The Efficiency of Various DNA Polymerases for Amplification of Long Sequences from Genomic DNA and cDNA of Cultivated Potatoes

Abstract

Amplification of long fragments from complex templates, such as eukaryotic genomic DNA, is considered a difficult task for most DNA polymerases. In this research, six DNA polymerases were used to amplify full-length sequences from the genomic DNA of Solanum tuberosum genes encoding translation initiation factors of the eIF4E family, as well as for the synthesis of fragments of the potato Y virus genome from cDNA of potato plants infected by this virus. It was found that the efficiency of amplification by various DNA polymerases generally decreased with the increasing length of the amplicons.
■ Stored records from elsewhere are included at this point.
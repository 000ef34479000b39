//! CLI argument definitions using clap derive API

use clap::Parser;

/// Playlake - build a star-schema warehouse from song and listening-event logs
///
/// Reads `song_data/` and `log_data/` under INPUT and writes the songs, artists,
/// users, time and songplays tables as Parquet under OUTPUT, replacing any
/// previous run.
#[derive(Parser, Debug)]
#[command(name = "playlake")]
#[command(author, version, about, long_about = None)]
pub struct Cli {
    /// Base location of the raw song and event data
    #[arg(env = "PLAYLAKE_INPUT")]
    pub input: String,

    /// Base location the warehouse tables are written to
    #[arg(env = "PLAYLAKE_OUTPUT")]
    pub output: String,

    /// Enable verbose output
    #[arg(short, long)]
    pub verbose: bool,

    /// Optional playlake.yml with layout patterns and conflict policies
    #[arg(short, long)]
    pub config: Option<String>,

    /// DuckDB database used to stage tables (default: in memory)
    #[arg(long, default_value = ":memory:")]
    pub database: String,
}

#[cfg(test)]
#[path = "cli_test.rs"]
mod tests;
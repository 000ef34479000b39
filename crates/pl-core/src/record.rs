//! Raw record types read from the song catalog and the event logs
//!
//! Every field is optional: a missing key and an explicit JSON `null` both
//! deserialize to `None`, and keys outside the declared set are ignored.

use chrono::{DateTime, Utc};
use serde::{Deserialize, Serialize};

/// Page value marking an event as an actual song play
pub const NEXT_SONG_PAGE: &str = "NextSong";

/// One song metadata record from the catalog
#[derive(Debug, Clone, Default, PartialEq, Serialize, Deserialize)]
pub struct CatalogRecord {
    pub song_id: Option<String>,
    pub title: Option<String>,
    pub artist_id: Option<String>,
    pub artist_name: Option<String>,
    pub artist_location: Option<String>,
    pub artist_latitude: Option<f64>,
    pub artist_longitude: Option<f64>,
    pub year: Option<i32>,
    pub duration: Option<f64>,
}

/// One line of the listening-session log
///
/// The log files use camelCase for multi-word keys; the snake_case spelling
/// is accepted as an alias.
#[derive(Debug, Clone, Default, PartialEq, Serialize, Deserialize)]
pub struct EventRecord {
    #[serde(rename = "userId", alias = "user_id")]
    pub user_id: Option<RawUserId>,

    #[serde(rename = "firstName", alias = "first_name")]
    pub first_name: Option<String>,

    #[serde(rename = "lastName", alias = "last_name")]
    pub last_name: Option<String>,

    pub gender: Option<String>,
    pub level: Option<String>,
    pub page: Option<String>,

    #[serde(rename = "sessionId", alias = "session_id")]
    pub session_id: Option<i64>,

    #[serde(rename = "userAgent", alias = "user_agent")]
    pub user_agent: Option<String>,

    pub location: Option<String>,
    pub song: Option<String>,
    pub artist: Option<String>,

    /// Event time in milliseconds since the Unix epoch
    pub ts: Option<i64>,
}

/// A user identifier as it appears in the log: either a JSON string or integer
#[derive(Debug, Clone, PartialEq, Eq, Serialize, Deserialize)]
#[serde(untagged)]
pub enum RawUserId {
    Int(i64),
    Text(String),
}

/// Result of coercing a raw user identifier to an integer
#[derive(Debug, Clone, Copy, PartialEq, Eq)]
pub enum UserId {
    /// No identifier, or an empty string
    Absent,
    /// A usable integer identifier
    Valid(i64),
    /// Present but not an integer
    Invalid,
}

impl UserId {
    /// Coerce a raw identifier. Strings are trimmed before parsing.
    pub fn coerce(raw: Option<&RawUserId>) -> Self {
        match raw {
            None => UserId::Absent,
            Some(RawUserId::Int(id)) => UserId::Valid(*id),
            Some(RawUserId::Text(text)) => {
                let text = text.trim();
                if text.is_empty() {
                    UserId::Absent
                } else {
                    text.parse().map(UserId::Valid).unwrap_or(UserId::Invalid)
                }
            }
        }
    }

    /// The integer identifier, if coercion succeeded
    pub fn valid(self) -> Option<i64> {
        match self {
            UserId::Valid(id) => Some(id),
            UserId::Absent | UserId::Invalid => None,
        }
    }
}

impl EventRecord {
    /// Whether this event is a song play
    pub fn is_play(&self) -> bool {
        self.page.as_deref() == Some(NEXT_SONG_PAGE)
    }

    /// The coerced user identifier
    pub fn user_id(&self) -> UserId {
        UserId::coerce(self.user_id.as_ref())
    }

    /// `ts` as a UTC timestamp, or `None` when absent or out of range
    pub fn start_time(&self) -> Option<DateTime<Utc>> {
        self.ts.and_then(DateTime::from_timestamp_millis)
    }
}

/// Treat an empty-string key as absent
pub fn normalize_key(value: Option<&str>) -> Option<&str> {
    value.filter(|v| !v.is_empty())
}

#[cfg(test)]
#[path = "record_test.rs"]
mod tests;
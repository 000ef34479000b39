//! Record source: discovers raw JSON files under the input base and decodes them
//!
//! A file may contain a single JSON object, several concatenated objects,
//! newline-delimited objects, or top-level arrays of objects. Files are decoded in parallel but returned in
//! sorted path order, so record order is stable between runs.

use crate::config::InputLayout;
use crate::error::{CoreError, CoreResult};
use crate::record::{CatalogRecord, EventRecord};
use rayon::prelude::*;
use serde::de::DeserializeOwned;
use serde_json::Value;
use std::fs::File;
use std::io::BufReader;
use std::path::{Path, PathBuf};

/// Find files matching `pattern` relative to `base`, sorted by path
pub fn discover_files(base: &Path, pattern: &str) -> CoreResult<Vec<PathBuf>> {
    let escaped_base = glob::Pattern::escape(&base.to_string_lossy());
    let full_pattern = Path::new(&escaped_base).join(pattern);
    let full_pattern = full_pattern.to_string_lossy();

    let entries = glob::glob(&full_pattern).map_err(|e| CoreError::SourcePattern {
        pattern: full_pattern.to_string(),
        message: e.to_string(),
    })?;

    let mut files = Vec::new();
    for entry in entries {
        let path = entry.map_err(|e| CoreError::SourceRead {
            path: e.path().display().to_string(),
            message: e.error().to_string(),
        })?;
        if path.is_file() {
            files.push(path);
        }
    }
    files.sort();
    Ok(files)
}

/// Decode every JSON value in one file
pub fn read_file<T: DeserializeOwned>(path: &Path) -> CoreResult<Vec<T>> {
    let file = File::open(path).map_err(|e| CoreError::SourceRead {
        path: path.display().to_string(),
        message: e.to_string(),
    })?;

    let read_error = |e: serde_json::Error| CoreError::SourceRead {
        path: path.display().to_string(),
        message: e.to_string(),
    };

    let values = serde_json::Deserializer::from_reader(BufReader::new(file)).into_iter::<Value>();
    let mut records = Vec::new();
    for value in values {
        match value.map_err(read_error)? {
            Value::Array(items) => {
                for item in items {
                    records.push(serde_json::from_value(item).map_err(read_error)?);
                }
            }
            other => records.push(serde_json::from_value(other).map_err(read_error)?),
        }
    }
    Ok(records)
}

/// Decode all files, preserving file order
pub fn read_files<T>(paths: &[PathBuf]) -> CoreResult<Vec<T>>
where
    T: DeserializeOwned + Send,
{
    let per_file: Vec<Vec<T>> = paths
        .par_iter()
        .map(|path| read_file(path))
        .collect::<CoreResult<_>>()?;
    Ok(per_file.into_iter().flatten().collect())
}

fn read_matching<T>(base: &Path, pattern: &str, kind: &str) -> CoreResult<Vec<T>>
where
    T: DeserializeOwned + Send,
{
    let files = discover_files(base, pattern)?;
    if files.is_empty() {
        log::warn!(
            "No {kind} files match '{pattern}' under {}",
            base.display()
        );
        return Ok(Vec::new());
    }
    let records = read_files(&files)?;
    log::debug!(
        "Read {} {kind} records from {} files",
        records.len(),
        files.len()
    );
    Ok(records)
}

/// Read the song catalog
pub fn read_catalog(base: &Path, layout: &InputLayout) -> CoreResult<Vec<CatalogRecord>> {
    read_matching(base, &layout.song_pattern, "catalog")
}

/// Read the listening-event log
pub fn read_events(base: &Path, layout: &InputLayout) -> CoreResult<Vec<EventRecord>> {
    read_matching(base, &layout.log_pattern, "event")
}

#[cfg(test)]
#[path = "source_test.rs"]
mod tests;
//! Database trait definition

use crate::error::DbResult;
use async_trait::async_trait;
use pl_core::TableData;
use std::path::Path;

/// Execution engine used to stage, persist and audit warehouse tables
///
/// Implementations must be Send + Sync for async operation.
#[async_trait]
pub trait Database: Send + Sync {
    /// Execute query returning row count
    async fn query_count(&self, sql: &str) -> DbResult<usize>;

    /// First column of the first row, or `None` for no rows or a NULL value
    async fn query_one(&self, sql: &str) -> DbResult<Option<String>>;

    /// Drop a table if it exists
    async fn drop_if_exists(&self, name: &str) -> DbResult<()>;

    /// Create (or replace) the table described by `data.spec` and bulk-load its rows.
    /// Returns the number of rows loaded.
    async fn load_table(&self, data: &TableData) -> DbResult<usize>;

    /// Write a loaded table as Parquet under `path`, replacing whatever is there.
    ///
    /// With `partition_by` empty the table lands in `path/part-00000.parquet`;
    /// otherwise in a hive-style `col=value/` tree below `path`.
    async fn copy_to_parquet(&self, table: &str, path: &Path, partition_by: &[&str])
        -> DbResult<()>;
}
//! pl-db - Database abstraction layer for Playlake
//!
//! This crate provides the `Database` trait and its DuckDB implementation,
//! which stages warehouse tables in memory and writes them out as Parquet.

pub mod duckdb;
pub mod error;
pub mod traits;

pub use crate::duckdb::{parquet_scan, DuckDbBackend};
pub use error::{DbError, DbResult};
pub use traits::Database;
LongAmp and Platinum SuperFi II polymerases demonstrated the highest efficiency in the synthesis of long fragments, which made it possible to synthesize PCR products with a length of more than 10 000 base pairs with high efficiency. The lowest efficiency was demonstrated by Encyclo polymerase. None of the DNA polymerases provided efficient amplification of all the studied DNA fragments. At the same time, any of the studied DNA fragments could be effectively amplified using at least one DNA polymerase variant. Thus, the choice of DNA polymerase was of key importance for the efficiency of the synthesis of a desired PCR product.